Rabbi Gidel was a sage of the third century CE, a disciple of Rav in Babylonia, known for his rigor in halakhah. He also had a peculiar habit. He used to sit at the door of the women's mikveh, the ritual bath, and quietly instruct the women as they entered and exited about the correct way to perform immersion for the sake of ritual purity. He was, in modern terms, offering free halakhic consultation at the door.

Another rabbi, Tabillath, found this extraordinary and confronted him. How can you sit there, he asked, at the door of a women's bathhouse, watching them come in and out, and not be overcome with temptation? Are you not a human being? Do you feel nothing?

Rabbi Gidel gave an answer that startled the rabbinic world and ended up preserved in the Talmud. They are to me as so many white geese, he said. Meaning his awareness had been trained to such a level that he no longer registered the women at the bathhouse door as sexual beings. He saw them, instead, as fellow Jews performing a mitzvah, and he was helping them do it correctly. He felt about them roughly the way he felt about a flock of domestic birds in a barnyard.
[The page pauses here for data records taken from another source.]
use crate::Database;
use crate::models::ProposalRow;
use crate::queries::OptionalExt;
use anyhow::Result;
use rusqlite::params;

// LEFT JOINs: the skill rows are soft references and may be gone.
const PROPOSAL_COLUMNS: &str = "p.id, p.proposer_id, p.receiver_id, \
     p.offered_skill_id, COALESCE(os.title, '[deleted skill]'), \
     p.requested_skill_id, COALESCE(rs.title, '[deleted skill]'), \
     p.credits, p.note, p.status, p.created_at, p.responded_at";

const PROPOSAL_JOINS: &str = "FROM proposals p \
     LEFT JOIN skills os ON os.id = p.offered_skill_id \
     LEFT JOIN skills rs ON rs.id = p.requested_skill_id";

fn map_proposal(row: &rusqlite::Row<'_>) -> rusqlite::Result<ProposalRow> {
    Ok(ProposalRow {
        id: row.get(0)?,
        proposer_id: row.get(1)?,
        receiver_id: row.get(2)?,
        offered_skill_id: row.get(3)?,
        offered_skill_title: row.get(4)?,
        requested_skill_id: row.get(5)?,
        requested_skill_title: row.get(6)?,
        credits: row.get(7)?,
        note: row.get(8)?,
        status: row.get(9)?,
        created_at: row.get(10)?,
        responded_at: row.get(11)?,
    })
}

impl Database {
    #[allow(clippy::too_many_arguments)]
    pub fn insert_proposal(
        &self,
        id: &str,
        proposer_id: &str,
        receiver_id: &str,
        offered_skill_id: &str,
        requested_skill_id: &str,
        credits: i64,
        note: Option<&str>,
    ) -> Result<()> {
        self.with_conn(|conn| {
            conn.execute(
                "INSERT INTO proposals
                     (id, proposer_id, receiver_id, offered_skill_id, requested_skill_id, credits, note)
                 VALUES (?1, ?2, ?3, ?4, ?5, ?6, ?7)",
                params![id, proposer_id, receiver_id, offered_skill_id, requested_skill_id, credits, note],
            )?;
            Ok(())
        })
    }

    pub fn get_proposal(&self, id: &str) -> Result<Option<ProposalRow>> {
        self.with_conn(|conn| {
            let sql = format!("SELECT {PROPOSAL_COLUMNS} {PROPOSAL_JOINS} WHERE p.id = ?1");
            let mut stmt = conn.prepare(&sql)?;
            let row = stmt.query_row([id], map_proposal).optional()?;
            Ok(row)
        })
    }

    pub fn set_proposal_status(&self, id: &str, status: &str) -> Result<()> {
        self.with_conn(|conn| {
            conn.execute(
                "UPDATE proposals SET status = ?2, responded_at = datetime('now') WHERE id = ?1",
                params![id, status],
            )?;
            Ok(())
        })
    }

    pub fn list_proposals_for(&self, user_id: &str) -> Result<Vec<ProposalRow>> {
        self.with_conn(|conn| {
            let sql = format!(
                "SELECT {PROPOSAL_COLUMNS} {PROPOSAL_JOINS}
                 WHERE p.proposer_id = ?1 OR p.receiver_id = ?1
                 ORDER BY p.created_at DESC, p.rowid DESC"
            );
            let mut stmt = conn.prepare(&sql)?;
            let rows = stmt
                .query_map([user_id], map_proposal)?
                .collect::<std::result::Result<Vec<_>, _>>()?;
            Ok(rows)
        })
    }

    // -- Ratings --

    /// One rating per (proposal, rater); the UNIQUE constraint backs this,
    /// but the read-check keeps the error a clean conflict instead of a
    /// constraint failure.
    pub fn has_rated(&self, proposal_id: &str, rater_id: &str) -> Result<bool> {
        self.with_conn(|conn| {
            let count: u32 = conn.query_row(
                "SELECT COUNT(*) FROM ratings WHERE proposal_id = ?1 AND rater_id = ?2",
                params![proposal_id, rater_id],
                |row| row.get(0),
            )?;
            Ok(count > 0)
        })
    }

    pub fn insert_rating(
        &self,
        id: &str,
        proposal_id: &str,
        rater_id: &str,
        rated_id: &str,
        stars: u8,
        comment: Option<&str>,
    ) -> Result<()> {
        self.with_conn(|conn| {
            conn.execute(
                "INSERT INTO ratings (id, proposal_id, rater_id, rated_id, stars, comment)
                 VALUES (?1, ?2, ?3, ?4, ?5, ?6)",
                params![id, proposal_id, rater_id, rated_id, stars, comment],
            )?;
            Ok(())
        })
    }
}
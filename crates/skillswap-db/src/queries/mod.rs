mod chat;
mod notifications;
mod proposals;
mod reports;
pub mod skills;
mod users;

use anyhow::Result;

/// Extension trait for optional query results
pub(crate) trait OptionalExt<T> {
    fn optional(self) -> Result<Option<T>>;
}

impl<T> OptionalExt<T> for std::result::Result<T, rusqlite::Error> {
    fn optional(self) -> Result<Option<T>> {
        match self {
            Ok(val) => Ok(Some(val)),
            Err(rusqlite::Error::QueryReturnedNoRows) => Ok(None),
            Err(e) => Err(e.into()),
        }
    }
}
The Talmud does not necessarily endorse this as a model for every rabbi. Rashi notes that a lesser man who tried to imitate Rabbi Gidel would likely fail and cause scandal. This is the attainment of a particular kind of saint, not a policy for ordinary people. But the rabbis preserved the line because it captured something real about the transformation of desire through long spiritual training. What is molten in one generation becomes cold stone in another.

This exchange from tractate Berakhot 20a, preserved in The Exempla of the Rabbis (Gaster, 1924), teaches a stern lesson about discipline and a gentler one about self-knowledge. Most of us cannot stand at the door of that bathhouse. And that is precisely the information we need.